▼
impl WgpuChunkBuffers {
    fn new(
        device: &wgpu::Device,
        queue: &wgpu::Queue,
        layout: &wgpu::BindGroupLayout,
        position: ChunkPosition,
    ) -> Self {
        let vertex_buffer = create_buffer(device, "Chunk Vertex Buffer", INITIAL_BUFFER_CAPACITY, wgpu::BufferUsages::VERTEX);
        let index_buffer = create_buffer(device, "Chunk Index Buffer", INITIAL_BUFFER_CAPACITY, wgpu::BufferUsages::INDEX);
        let translation_buffer = device.create_buffer_init(&wgpu::util::BufferInitDescriptor {
            label: Some("Chunk Translation Buffer"),
            contents: bytemuck::cast_slice(&[0.0f32; 4]),
            usage: wgpu::BufferUsages::UNIFORM | wgpu::BufferUsages::COPY_DST,
        });
        let bind_group = device.create_bind_group(&wgpu::BindGroupDescriptor {
            label: Some("Chunk Bind Group"),
            layout,
            entries: &[wgpu::BindGroupEntry {
                binding: 0,
                resource: translation_buffer.as_entire_binding(),
            }],
        });

        Self {
            position,
            device: device.clone(),
            queue: queue.clone(),
            vertex_buffer,
            index_buffer,
            translation_buffer,
            bind_group,
        }
    }

    /// Writes `data` into `buffer`, replacing it with a larger one when it does not fit.
    fn write(&mut self, data: &[u8], vertex: bool) {
        let (buffer, label, usage) = if vertex {
            (&mut self.vertex_buffer, "Chunk Vertex Buffer", wgpu::BufferUsages::VERTEX)
        } else {
            (&mut self.index_buffer, "Chunk Index Buffer", wgpu::BufferUsages::INDEX)
        };

        let needed = data.len() as u64;
        if needed > buffer.size() {
            let capacity = needed.next_power_of_two();
            debug!(
                "Growing {} of chunk {:?} to {} bytes",
                label, self.position, capacity
            );
            *buffer = create_buffer(&self.device, label, capacity, usage);
        }
        if !data.is_empty() {
            self.queue.write_buffer(buffer, 0, data);
        }
    }
}

impl GpuBuffers for WgpuChunkBuffers {
    fn update(&mut self, vertices: &[u8], indices: &[u8]) {
        self.write(vertices, true);
        self.write(indices, false);
    }

    fn as_any(&self) -> &dyn Any {
        self
    }
}

fn create_buffer(device: &wgpu::Device, label: &str, size: u64, usage: wgpu::BufferUsages) -> wgpu::Buffer {
    device.create_buffer(&wgpu::BufferDescriptor {
        label: Some(label),
        size,
        usage: usage | wgpu::BufferUsages::COPY_DST,
        mapped_at_creation: false,
    })
}

/// A draw recorded during the frame.
struct PendingDraw {
    vertex_buffer: wgpu::Buffer,
    index_buffer: wgpu::Buffer,
    bind_group: wgpu::BindGroup,
    index_count: u32,
}

/// Offscreen wgpu renderer for chunk meshes.
pub struct WgpuRenderer {
    device: wgpu::Device,
    queue: wgpu::Queue,
    render_pipeline: wgpu::RenderPipeline,
    camera_uniform: CameraUniform,
    camera_buffer: wgpu::Buffer,
    camera_bind_group: wgpu::BindGroup,
    projection: Projection,
    texture_bind_group_layout: wgpu::BindGroupLayout,
    texture_bind_group: Option<wgpu::BindGroup>,
    chunk_bind_group_layout: wgpu::BindGroupLayout,
    color_target: Texture,
    depth_texture: Texture,
    draws: Vec<PendingDraw>,
}
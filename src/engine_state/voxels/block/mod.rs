//! # Block Module
//!
//! This module provides the block-related functionality for the voxel engine.
//! It includes block type ids, the block property registry, and block face handling.

pub mod block_side;
pub mod block_type;
pub mod registry;

pub use block_side::BlockSide;
pub use block_type::BlockType;
pub use registry::{BlockProperties, BlockRegistry, Visibility};

/// The underlying integer type used to represent block types in memory.
/// This is used for efficient storage of block data inside chunks.
pub type BlockTypeSize = u8;
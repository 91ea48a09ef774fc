//! # Task Trait
//!
//! A `Task` is a self-contained unit of CPU-bound work handed to a worker thread.
//! It owns all the data it needs and returns an owned output that is sent back to the
//! thread that published it.
//!
//! ## Thread Safety
//! - `Task` must be `Send` to be transferred to a worker
//! - `Task::Output` must be `Send` to be transferred back
//! - Tasks must never touch GPU state; all GPU work stays on the publishing thread

/// A unit of work that can be executed on a worker thread.
///
/// # Implementation Guidelines
/// - Should be relatively coarse-grained to amortize scheduling overhead
/// - Should report failures through its output rather than panicking
pub trait Task: Send {
    /// Value produced by the task.
    type Output: Send;

    /// Performs the work, consuming the task.
    fn process(self) -> Self::Output;
}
▲
[WHAT TO DO] The only thing to give is how many lines of the listing include the word "position".

[EXPECTED OUTPUT] 3